EFLECH/INDEX Yes Slows Uses full peak-fit covariance matrix

TREOR90 Yes No Specialises in very accurate impure data

TMO [=KOHL] Yes Yes Fast, useful for high & low symmetry

POWDER [=TAUP] Slows ?Slows For screening down to orthorhombic

(Though nominally automatic, in practice AUTOX often needs some user guidance)

Some unfamiliar ones come out well here. For example, I’d single out FJZN6 as a more robust alternative to standard ITO, and LZON as strongest at handling pathological, multi-solution cases. And also KOHL’s rare combination of speed and tolerance of both impurities and random errors, though not pathological cases. All three deserve wider use.

Indexing for Non-Specialists: the Crysfire Suite (Shirley)

Crysfire simplifies indexing for non-specialists by offering a unified semi-automatic environment from which indexing programs can be called and their results evaluated.

Modified versions of eight indexing programs (ITO12, FJZN6, DICVOL91, TREOR90, POWDER [TAUP], TMO [KOHL], LZON and LOSH) are incorporated, under the overall control of CRYS, a data-handling front-end and indexing wizard.

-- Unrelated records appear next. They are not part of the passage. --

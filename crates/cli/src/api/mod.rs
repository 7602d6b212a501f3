//! Typed access to the portal's resources
//!
//! Every accessor returns [`ApiResult`]: transport, HTTP and payload
//! problems all arrive as an [`ApiFailure`] carrying a display message and,
//! when the server answered, its status.

pub mod licenses;
pub mod orders;
pub mod profile;
pub mod transactions;

pub use licenses::{list_licenses, purchase_licenses};
pub use orders::{create_order, download_order_invoice, get_active_order, list_orders};
pub use profile::get_profile;
pub use transactions::list_transactions;

use licport_core::ParseError;
use serde::Serialize;

use crate::http::ApiError;

#[derive(Debug, Clone, PartialEq, Eq, Serialize, thiserror::Error)]
#[error("{message}")]
pub struct ApiFailure {
    pub message: String,
    pub status: Option<u16>,
}

impl ApiFailure {
    pub fn new(message: impl Into<String>) -> Self {
        Self {
            message: message.into(),
            status: None,
        }
    }
}

impl From<ApiError> for ApiFailure {
    fn from(e: ApiError) -> Self {
        Self {
            status: e.status(),
            message: e.to_string(),
        }
    }
}

impl From<ParseError> for ApiFailure {
    fn from(e: ParseError) -> Self {
        tracing::warn!(error = %e, "response did not match the expected envelope");
        Self::new(e.to_string())
    }
}

pub type ApiResult<T> = Result<T, ApiFailure>;
//! Billing properties of the proration calculator

use chrono::{Duration, NaiveDate};
use licport_core::model::CreateOrderRequest;
use licport_core::proration::{days_left, round_cents};
use licport_core::{ActiveOrder, License, ProrationContext, Quote, Selection};

fn today() -> NaiveDate {
    NaiveDate::from_ymd_opt(2026, 10, 19).unwrap()
}

fn active(remaining_days: i64, expiry: NaiveDate) -> ActiveOrder {
    ActiveOrder {
        remaining_days,
        expiry: expiry.format("%Y-%m-%d").to_string(),
        total_records: 0,
    }
}

const PRICES: [f64; 6] = [0.0, 0.99, 9.5, 15.0, 30.0, 249.99];
const QUANTITIES: [u32; 4] = [1, 2, 7, 25];

#[test]
fn full_price_without_active_order() {
    let ctx = ProrationContext::new(None, today());
    for price in PRICES {
        for qty in QUANTITIES {
            assert_eq!(ctx.charge(price, qty).total, price * f64::from(qty));
        }
    }
}

#[test]
fn prorated_total_follows_days_left() {
    for (remaining, offset) in [(30, 10), (31, 0), (14, 20), (365, -3)] {
        let expiry = today() + Duration::days(offset);
        let ctx = ProrationContext::new(Some(&active(remaining, expiry)), today());
        let left = days_left(expiry, today());
        assert!(left >= 0);
        assert_eq!(ctx.days_left(), left);
        for price in PRICES {
            for qty in QUANTITIES {
                let line = ctx.charge(price, qty);
                let expected = left as f64 * (price / remaining as f64) * f64::from(qty);
                assert!((line.total - expected).abs() < 1e-9);
            }
        }
    }
}

#[test]
fn zero_remaining_days_never_divides() {
    let expiry = today() + Duration::days(5);
    let zero = ProrationContext::new(Some(&active(0, expiry)), today());
    let none = ProrationContext::new(None, today());
    for price in PRICES {
        let line = zero.charge(price, 3);
        assert!(line.total.is_finite());
        assert_eq!(line, none.charge(price, 3));
    }
}

#[test]
fn aggregate_is_sum_of_lines_under_one_snapshot() {
    let ctx = ProrationContext::new(
        Some(&active(30, today() + Duration::days(12))),
        today(),
    );
    let lines: Vec<(f64, u32)> = PRICES
        .iter()
        .copied()
        .zip(QUANTITIES.iter().copied().cycle())
        .collect();
    let sum: f64 = lines.iter().map(|&(p, q)| ctx.charge(p, q).total).sum();
    assert_eq!(ctx.total(lines.iter().copied()), sum);
}

fn license(id: &str, price: f64) -> License {
    License {
        id: id.to_string(),
        name: id.to_uppercase(),
        monthly_price: format!("{:.2}", price),
        status_id: Some(1),
        created_at: None,
        updated_at: None,
        amount_per_unit: None,
    }
}

fn order_for(ctx: &ProrationContext, lines: &[(f64, u32)]) -> (Quote, CreateOrderRequest) {
    let mut selection = Selection::new();
    for (i, &(price, qty)) in lines.iter().enumerate() {
        selection
            .push(&license(&format!("lic-{}", i), price), qty)
            .unwrap();
    }
    let quote = selection.quote(ctx);
    let request = quote.to_order_request();
    (quote, request)
}

#[test]
fn submitted_total_matches_invoice_total_to_the_cent() {
    for (remaining, offset) in [(30, 6), (31, 17), (365, 200)] {
        let ctx = ProrationContext::new(
            Some(&active(remaining, today() + Duration::days(offset))),
            today(),
        );
        for qty in QUANTITIES {
            let lines: Vec<(f64, u32)> = PRICES.iter().skip(1).map(|&p| (p, qty)).collect();
            let (quote, request) = order_for(&ctx, &lines);
            assert_eq!(request.total_amount, round_cents(quote.total));
            assert!((request.total_amount - quote.total).abs() <= 0.005 + 1e-9);
        }
    }
}

#[test]
fn unit_amounts_drift_at_most_half_a_cent_per_unit() {
    let ctx = ProrationContext::new(
        Some(&active(30, today() + Duration::days(6))),
        today(),
    );
    let (quote, request) = order_for(&ctx, &[(10.0, 25), (9.5, 7), (249.99, 1)]);

    let units: u32 = request.order_items.iter().map(|i| i.quantity).sum();
    let items_sum: f64 = request
        .order_items
        .iter()
        .map(|i| i.amount_per_unit * f64::from(i.quantity))
        .sum();
    for (item, line) in request.order_items.iter().zip(quote.billable_lines()) {
        assert!((item.amount_per_unit - line.charge.amount_per_unit).abs() <= 0.005 + 1e-9);
    }
    let bound = 0.005 * f64::from(units) + 0.005;
    assert!((items_sum - request.total_amount).abs() <= bound + 1e-9);
}

#[test]
fn single_unit_lines_reproduce_total_within_a_cent() {
    let ctx = ProrationContext::new(
        Some(&active(30, today() + Duration::days(6))),
        today(),
    );
    let (_, request) = order_for(&ctx, &[(10.0, 1)]);
    let item = &request.order_items[0];
    assert!((item.amount_per_unit - request.total_amount).abs() <= 0.01);
}

#[test]
fn twenty_five_seats_keep_the_invoice_total() {
    // 7 days left of 30 at $10: 2.333... per seat
    let ctx = ProrationContext::new(
        Some(&active(30, today() + Duration::days(6))),
        today(),
    );
    let (_, request) = order_for(&ctx, &[(10.0, 25)]);
    assert_eq!(request.total_amount, 58.33);
    assert_eq!(request.order_items[0].amount_per_unit, 2.33);
    assert_eq!(request.order_items[0].quantity, 25);
}

#[test]
fn scenario_thirty_dollars_ten_days_out() {
    let ctx = ProrationContext::new(
        Some(&active(30, today() + Duration::days(10))),
        today(),
    );
    let line = ctx.charge(30.0, 2);
    assert_eq!(line.days_left, 11);
    assert_eq!(line.per_day_cost, 1.0);
    assert_eq!(round_cents(line.total), 22.0);
}

#[test]
fn scenario_fifteen_dollars_times_three() {
    let ctx = ProrationContext::new(None, today());
    assert_eq!(ctx.charge(15.0, 3).total, 45.0);
}
//! Order submission guard
//!
//! A [`Checkout`] turns a validated selection into the order request and
//! refuses to do so again until the in-flight submission has finished.

use thiserror::Error;

use crate::error::ValidationError;
use crate::model::CreateOrderRequest;
use crate::selection::{Quote, Selection};

#[derive(Debug, Clone, PartialEq, Eq, Error)]
pub enum CheckoutError {
    #[error("An order is already being submitted.")]
    InProgress,

    #[error(transparent)]
    Invalid(#[from] ValidationError),
}

#[derive(Debug, Default)]
pub struct Checkout {
    submitting: bool,
}

impl Checkout {
    pub fn new() -> Self {
        Self::default()
    }

    pub fn is_submitting(&self) -> bool {
        self.submitting
    }

    /// Validates `selection` and marks a submission as in flight.
    ///
    /// The guard is only raised when the request is actually handed out, so
    /// a validation failure leaves the checkout ready for another attempt.
    pub fn begin(
        &mut self,
        selection: &Selection,
        quote: &Quote,
    ) -> Result<CreateOrderRequest, CheckoutError> {
        if self.submitting {
            return Err(CheckoutError::InProgress);
        }
        selection.validate()?;
        self.submitting = true;
        Ok(quote.to_order_request())
    }

    /// The submission settled, successfully or not.
    pub fn finish(&mut self) {
        self.submitting = false;
    }
}

#[cfg(test)]
mod tests {
    use super::*;
    use crate::model::License;
    use crate::proration::ProrationContext;
    use chrono::NaiveDate;

    fn license(id: &str, price: &str) -> License {
        License {
            id: id.into(),
            name: format!("License {id}"),
            monthly_price: price.into(),
            status_id: Some(1),
            created_at: None,
            updated_at: None,
            amount_per_unit: None,
        }
    }

    fn today() -> NaiveDate {
        NaiveDate::from_ymd_opt(2025, 3, 10).unwrap()
    }

    #[test]
    fn second_submit_while_in_flight_is_rejected() {
        let mut sel = Selection::new();
        sel.push(&license("1", "15"), 3).unwrap();
        let quote = sel.quote(&ProrationContext::full_price(today()));

        let mut checkout = Checkout::new();
        let req = checkout.begin(&sel, &quote).unwrap();
        assert_eq!(req.total_amount, 45.0);
        assert!(checkout.is_submitting());
        assert_eq!(
            checkout.begin(&sel, &quote).unwrap_err(),
            CheckoutError::InProgress
        );

        checkout.finish();
        assert!(checkout.begin(&sel, &quote).is_ok());
    }

    #[test]
    fn invalid_selection_does_not_raise_the_guard() {
        let sel = Selection::new();
        let quote = sel.quote(&ProrationContext::full_price(today()));
        let mut checkout = Checkout::new();
        assert_eq!(
            checkout.begin(&sel, &quote).unwrap_err(),
            CheckoutError::Invalid(ValidationError::NothingSelected)
        );
        assert!(!checkout.is_submitting());
    }
}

The results from each indexing program are displayed, and one-line summaries of its solutions are added to an overall summary file and presented in descending order of plausibility, as we shall see in a minute.

Crysfire is distributed free for non-commercial use from the CCP14 website (www.ccp14.ac.uk).

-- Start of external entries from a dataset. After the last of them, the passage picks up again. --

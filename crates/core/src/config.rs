//! Configuration file parsing for .licport.toml

use anyhow::Result;
use serde::{Deserialize, Serialize};
use std::path::{Path, PathBuf};

pub const CONFIG_FILENAME: &str = ".licport.toml";

/// Main configuration structure for .licport.toml
#[derive(Debug, Clone, Default, Serialize, Deserialize)]
pub struct PortalConfig {
    #[serde(default)]
    pub api: ApiConfig,

    #[serde(default)]
    pub session: SessionConfig,

    #[serde(default)]
    pub output: OutputConfig,
}

#[derive(Debug, Clone, Serialize, Deserialize)]
pub struct ApiConfig {
    /// Backend base URL, without a trailing slash
    #[serde(default = "default_base_url")]
    pub base_url: String,

    /// Static API key sent on every request (also settable via LICPORT_API_KEY)
    #[serde(default = "default_api_key")]
    pub api_key: String,

    /// Header carrying the API key
    #[serde(default = "default_api_key_header")]
    pub api_key_header: String,

    /// Header carrying `Bearer <token>` once logged in
    #[serde(default = "default_token_header")]
    pub token_header: String,

    /// Per-request timeout in seconds
    #[serde(default = "default_timeout_secs")]
    pub timeout_secs: u64,
}

#[derive(Debug, Clone, Default, Serialize, Deserialize)]
pub struct SessionConfig {
    /// Directory holding the token files (default: ~/.config/licport)
    #[serde(default, skip_serializing_if = "Option::is_none")]
    pub dir: Option<PathBuf>,
}

#[derive(Debug, Clone, Serialize, Deserialize)]
pub struct OutputConfig {
    /// Default output format ("terminal" or "json")
    #[serde(default = "default_format")]
    pub format: String,

    /// Enable color output
    #[serde(default = "default_true")]
    pub color: bool,
}

// Default functions
fn default_base_url() -> String {
    "https://api.example.com".to_string()
}

fn default_api_key() -> String {
    "sample-api-key".to_string()
}

fn default_api_key_header() -> String {
    "X-API-Key".to_string()
}

fn default_token_header() -> String {
    "Authorization".to_string()
}

fn default_timeout_secs() -> u64 {
    30
}

fn default_format() -> String {
    "terminal".to_string()
}

fn default_true() -> bool {
    true
}

impl Default for ApiConfig {
    fn default() -> Self {
        Self {
            base_url: default_base_url(),
            api_key: default_api_key(),
            api_key_header: default_api_key_header(),
            token_header: default_token_header(),
            timeout_secs: default_timeout_secs(),
        }
    }
}

impl Default for OutputConfig {
    fn default() -> Self {
        Self {
            format: default_format(),
            color: true,
        }
    }
}

impl PortalConfig {
    /// Load configuration from a file
    pub fn from_file(path: &Path) -> Result<Self> {
        let contents = std::fs::read_to_string(path)?;
        let config: PortalConfig = toml::from_str(&contents)?;
        Ok(config)
    }

    /// Find and load .licport.toml from the current directory or ancestors
    pub fn find_and_load(start_dir: &Path) -> Result<Self> {
        let mut current = start_dir;

        loop {
            let config_path = current.join(CONFIG_FILENAME);
            if config_path.exists() {
                return Self::from_file(&config_path);
            }

            match current.parent() {
                Some(parent) => current = parent,
                None => break,
            }
        }

        // No config found, use defaults
        Ok(Self::default())
    }

    /// Save configuration to a file
    pub fn save(&self, path: &Path) -> Result<()> {
        let contents = toml::to_string_pretty(self)?;
        std::fs::write(path, contents)?;
        Ok(())
    }

    /// Applies `LICPORT_*` overrides from the process environment.
    pub fn apply_env(&mut self) {
        self.apply_overrides(|name| std::env::var(name).ok());
    }

    /// Applies overrides from an arbitrary lookup; empty values are ignored.
    pub fn apply_overrides<F>(&mut self, lookup: F)
    where
        F: Fn(&str) -> Option<String>,
    {
        let get = |name: &str| lookup(name).filter(|v| !v.trim().is_empty());

        if let Some(v) = get("LICPORT_API_BASE_URL") {
            self.api.base_url = v;
        }
        if let Some(v) = get("LICPORT_API_KEY") {
            self.api.api_key = v;
        }
        if let Some(v) = get("LICPORT_AUTH_HEADER") {
            self.api.api_key_header = v;
        }
        if let Some(v) = get("LICPORT_TOKEN_HEADER") {
            self.api.token_header = v;
        }
    }

    /// Base URL with any trailing slashes removed.
    pub fn base_url(&self) -> &str {
        self.api.base_url.trim_end_matches('/')
    }
}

Some Current Issues and Opportunities

1) Incorporation of instrument parameters

Uncertainties over the effective specimen position are common, even for synchrotron data. At low angles this mainly shows as a zero error, so can be corrected by self-calibration (Shirley, 1980; PowderX: Dong, 1999), either as a fixed 2q zero term, or more exactly as one varying with cos q , though the difference is small at low angles. It could also provide a heuristic for distinguishing correct zones, since these should have the same correction term.

2) Incomplete-solution criteria

Figures of merit like M₂₀ and F_N rely on the solution being complete and accounting for all observed lines. Often this is enforced by excluding "unindexed" lines – observed lines that fail to agree closely enough with calculation (thus modifying the data to fit the model, not a prudent practice).

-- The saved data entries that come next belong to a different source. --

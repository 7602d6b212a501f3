//! Initialize .licport.toml configuration

use anyhow::Result;
use colored::Colorize;
use licport_core::config::CONFIG_FILENAME;
use licport_core::PortalConfig;
use std::path::{Path, PathBuf};

/// Writes a default config file into `path` (default: current directory).
/// Returns the file's path; an existing file is left alone.
pub fn run(path: Option<&Path>) -> Result<PathBuf> {
    let target_path = path.unwrap_or_else(|| Path::new("."));
    let config_path = target_path.join(CONFIG_FILENAME);

    if config_path.exists() {
        eprintln!(
            "  {} {} already exists at {}",
            "warn:".yellow(),
            CONFIG_FILENAME,
            config_path.display()
        );
        return Ok(config_path);
    }

    let config = PortalConfig::default();
    config.save(&config_path)?;

    eprintln!(
        "  {} Created {} at {}",
        "\u{2713}".green(),
        CONFIG_FILENAME,
        config_path.display()
    );
    eprintln!("\n  Set your backend URL and API key, then run:");
    eprintln!("    {}", "licport login <email>".bold());

    Ok(config_path)
}
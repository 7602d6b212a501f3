//! `/transactions`

use licport_core::envelope::{self, TRANSACTION_LIST};
use licport_core::Transaction;

use super::ApiResult;
use crate::http::HttpClient;

pub fn list_transactions(http: &HttpClient) -> ApiResult<Vec<Transaction>> {
    let resp = http.get("/transactions", &[])?;
    Ok(envelope::decode_list(&resp.data, TRANSACTION_LIST)?.items)
}
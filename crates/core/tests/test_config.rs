//! Tests for configuration parsing

use licport_core::config::CONFIG_FILENAME;
use licport_core::PortalConfig;
use std::collections::HashMap;

#[test]
fn test_default_config() {
    let config = PortalConfig::default();
    assert_eq!(config.api.base_url, "https://api.example.com");
    assert_eq!(config.api.api_key_header, "X-API-Key");
    assert_eq!(config.api.token_header, "Authorization");
    assert_eq!(config.api.timeout_secs, 30);
    assert_eq!(config.output.format, "terminal");
    assert!(config.output.color);
    assert!(config.session.dir.is_none());
}

#[test]
fn test_serialize_config() {
    let config = PortalConfig::default();
    let toml_str = toml::to_string(&config).unwrap();
    assert!(toml_str.contains("base_url"));
    assert!(toml_str.contains("token_header"));
}

#[test]
fn test_partial_file_keeps_defaults() {
    let toml_str = r#"
[api]
base_url = "https://portal.internal/api/"
timeout_secs = 5

[session]
dir = "/tmp/licport-session"
"#;
    let config: PortalConfig = toml::from_str(toml_str).unwrap();
    assert_eq!(config.base_url(), "https://portal.internal/api");
    assert_eq!(config.api.timeout_secs, 5);
    assert_eq!(config.api.api_key, "sample-api-key");
    assert_eq!(
        config.session.dir.as_deref(),
        Some(std::path::Path::new("/tmp/licport-session"))
    );
    assert_eq!(config.output.format, "terminal");
}

#[test]
fn test_find_and_load_walks_up() {
    let tmp = tempfile::tempdir().unwrap();
    let nested = tmp.path().join("a").join("b");
    std::fs::create_dir_all(&nested).unwrap();

    let mut config = PortalConfig::default();
    config.api.base_url = "https://found.example".into();
    config.save(&tmp.path().join(CONFIG_FILENAME)).unwrap();

    let loaded = PortalConfig::find_and_load(&nested).unwrap();
    assert_eq!(loaded.api.base_url, "https://found.example");
}

#[test]
fn test_invalid_file_is_an_error() {
    let tmp = tempfile::tempdir().unwrap();
    let path = tmp.path().join(CONFIG_FILENAME);
    std::fs::write(&path, "[api\nbase_url = ").unwrap();
    assert!(PortalConfig::from_file(&path).is_err());
}

#[test]
fn test_env_overrides() {
    let env: HashMap<&str, &str> = [
        ("LICPORT_API_BASE_URL", "http://localhost:4000"),
        ("LICPORT_API_KEY", "local-key"),
        ("LICPORT_AUTH_HEADER", "X-Portal-Key"),
        ("LICPORT_TOKEN_HEADER", "   "),
    ]
    .into_iter()
    .collect();

    let mut config = PortalConfig::default();
    config.apply_overrides(|name| env.get(name).map(|v| v.to_string()));

    assert_eq!(config.api.base_url, "http://localhost:4000");
    assert_eq!(config.api.api_key, "local-key");
    assert_eq!(config.api.api_key_header, "X-Portal-Key");
    assert_eq!(config.api.token_header, "Authorization");
}
//! Fabricated request values, for linking responses to the traffic that
//! supposedly produced them and for checking captured requests.

use crate::message::{append_value, Body, Header, Headers, Method, Proto};

/// Synthetic HTTP request assembled by [`FakeRequestBuilder`].
#[derive(Clone, Debug, PartialEq, Eq)]
pub struct FakeRequest {
    pub method: Method,
    pub url: String,
    pub proto: Proto,
    pub headers: Headers,
    pub body: Body,
}

impl FakeRequest {
    #[must_use]
    pub fn builder() -> FakeRequestBuilder {
        FakeRequestBuilder::default()
    }
}

pub type FakeRequestResult<T> = std::result::Result<T, FakeRequestError>;

#[derive(Debug)]
pub enum FakeRequestError {
    EmptyHeaderName,
    UrlIsRequired,
}

impl std::error::Error for FakeRequestError {}

impl core::fmt::Display for FakeRequestError {
    fn fmt(&self, f: &mut std::fmt::Formatter<'_>) -> std::fmt::Result {
        write!(f, "{self:?}")
    }
}

/// Builder for [`FakeRequest`] values, with the same chaining and
/// snapshot rules as [`crate::response::FakeResponseBuilder`]. The URL is
/// the one required field.
#[derive(Default)]
pub struct FakeRequestBuilder {
    method: Option<Method>,
    url: Option<String>,
    proto: Option<Proto>,
    headers: Headers,
    body: Option<Body>,
}

impl FakeRequestBuilder {
    pub fn with_method<M: Into<Method>>(&mut self, method: M) -> &mut Self {
        self.method = Some(method.into());
        self
    }

    pub fn with_url<S: Into<String>>(&mut self, url: S) -> &mut Self {
        self.url = Some(url.into());
        self
    }

    pub fn with_proto<P: Into<Proto>>(&mut self, proto: P) -> &mut Self {
        self.proto = Some(proto.into());
        self
    }

    pub fn with_body(&mut self, body: Body) -> &mut Self {
        self.body = Some(body);
        self
    }

    pub fn with_body_bytes<S: Into<Vec<u8>>>(&mut self, body: S) -> &mut Self {
        self.body = Some(Body::Bytes(body.into()));
        self
    }

    pub fn with_body_string<S: Into<String>>(&mut self, body: S) -> &mut Self {
        self.body = Some(Body::Text(body.into()));
        self
    }

    /// Hands the in-progress header map to `configurator`, invoked
    /// exactly once before this call returns.
    pub fn with_headers<F>(&mut self, configurator: F) -> &mut Self
    where
        F: FnOnce(&mut Headers),
    {
        configurator(&mut self.headers);
        self
    }

    /// Appends `value` to the header named `key`, keeping any values
    /// already recorded for that name.
    ///
    /// # Errors
    /// Returns [`FakeRequestError::EmptyHeaderName`] if the name is
    /// empty. Nothing is mutated in that case.
    pub fn add_header<H: Into<Header>, S: Into<String>>(
        &mut self,
        key: H,
        value: S,
    ) -> FakeRequestResult<&mut Self> {
        let actual_key = key.into();
        if actual_key.is_empty() {
            return Err(FakeRequestError::EmptyHeaderName);
        }

        append_value(&mut self.headers, actual_key, value);
        Ok(self)
    }

    /// Builds a request snapshot of everything configured so far.
    /// Method defaults to `GET`, proto to `HTTP/1.1`, headers to empty
    /// and body to no content.
    ///
    /// # Errors
    /// Returns [`FakeRequestError::UrlIsRequired`] if no URL was set.
    pub fn build(&self) -> FakeRequestResult<FakeRequest> {
        let url = match &self.url {
            Some(inner) => inner.clone(),
            None => return Err(FakeRequestError::UrlIsRequired),
        };

        Ok(FakeRequest {
            url,
            method: self.method.clone().unwrap_or(Method::GET),
            proto: self.proto.clone().unwrap_or(Proto::HTTP11),
            headers: self.headers.clone(),
            body: self.body.clone().unwrap_or(Body::None),
        })
    }
}

#[cfg(test)]
mod request_builder_tests {
    use super::*;

    #[test]
    fn should_require_a_url() {
        let result = FakeRequest::builder().build();
        assert!(matches!(result, Err(FakeRequestError::UrlIsRequired)));
    }

    #[test]
    fn should_apply_request_defaults() {
        let request = FakeRequest::builder()
            .with_url("/health")
            .build()
            .expect("should build request");

        assert_eq!(request.method, Method::GET);
        assert_eq!(request.proto, Proto::HTTP11);
        assert!(request.headers.is_empty());
        assert_eq!(request.body, Body::None);
    }

    #[test]
    fn should_reject_an_empty_header_name() {
        let mut builder = FakeRequest::builder();
        builder.with_url("/health");

        let failed = builder.add_header("", "value");
        assert!(matches!(failed, Err(FakeRequestError::EmptyHeaderName)));

        let request = builder.build().expect("should build request");
        assert!(request.headers.is_empty());
    }

    #[test]
    fn should_snapshot_request_state_at_build_time() {
        let mut builder = FakeRequest::builder();
        builder.with_url("/orders").with_method("post");

        let first = builder.build().expect("should build request");
        builder.with_body_string("{\"sku\": 42}");

        assert_eq!(first.body, Body::None);

        let second = builder.build().expect("should build request");
        assert_eq!(second.body, Body::Text("{\"sku\": 42}".into()));
        assert_eq!(second.method, Method::POST);
    }

    #[test]
    fn should_configure_headers_through_the_configurator() {
        let request = FakeRequest::builder()
            .with_url("/ping")
            .with_headers(|headers| {
                append_value(headers, "Host", "localhost:8000");
            })
            .build()
            .expect("should build request");

        assert_eq!(
            request.headers.get(&Header::from("host")),
            Some(&vec!["localhost:8000".to_string()])
        );
    }
}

The Ishida & Watanabe PM figure of merit doesn’t assume a complete model, allowing solutions to be developed and tested incrementally, and one phase indexed in the presence of others.

3) Sparse datasets (High-P/High-T)

There’s a growing need to index datasets with fewer observed lines than usual, due to unavoidable experimental restrictions, but this needs to be reconciled with the degrees-of-freedom arguments raised earlier.

4) Scale independence – can one index a protein pattern?

Formally the indexing problem is scale independent – it uses only relative dimensions and doesn’t care if everything gets 10 times bigger. This has been verified experimentally. But it’s well known that in practice large cells make indexing harder. Although indexing is scale independent, instrument resolution and accuracy are not, so if the d-spacings are 10 times bigger, the data must be 10 times better. And yes, Bob von Dreele has indexed some protein patterns, at least in high symmetry - Crysfire now includes scale-shifting to support this.

5) Co-operation between programs

Indexing-related software tends no longer to operate in isolation, but to co-operate with other programs. Thus the Laugier & Bochu CHEKCELL program can browse the list of trial solutions in a Crysfire summary file and assign probable spacegroups.

Crysfire demonstration

Now for a live demonstration of indexing the easy way, using Crysfire – it should take under 2 minutes (time me).

[This showed an ab initio indexing run launched from within Crysfire using KOHL on a Y₂(oxalate)₃.2H₂O test dataset. A 648.7A³ C-centred monoclinic cell with M₂₀=113 was found in 8 seconds, with the whole demonstration completed within 1 min 45 sec.]

Conclusions

The powder-indexing problem is now well understood, though not always solved. Powerful programs are available and becoming more widely used. However, in view of its growing importance, much remains to be done - to make these tools more accessible and better integrated, to address difficult problems of mixed phases and sparse data, and to explore some of the new approaches that I’ve mentioned.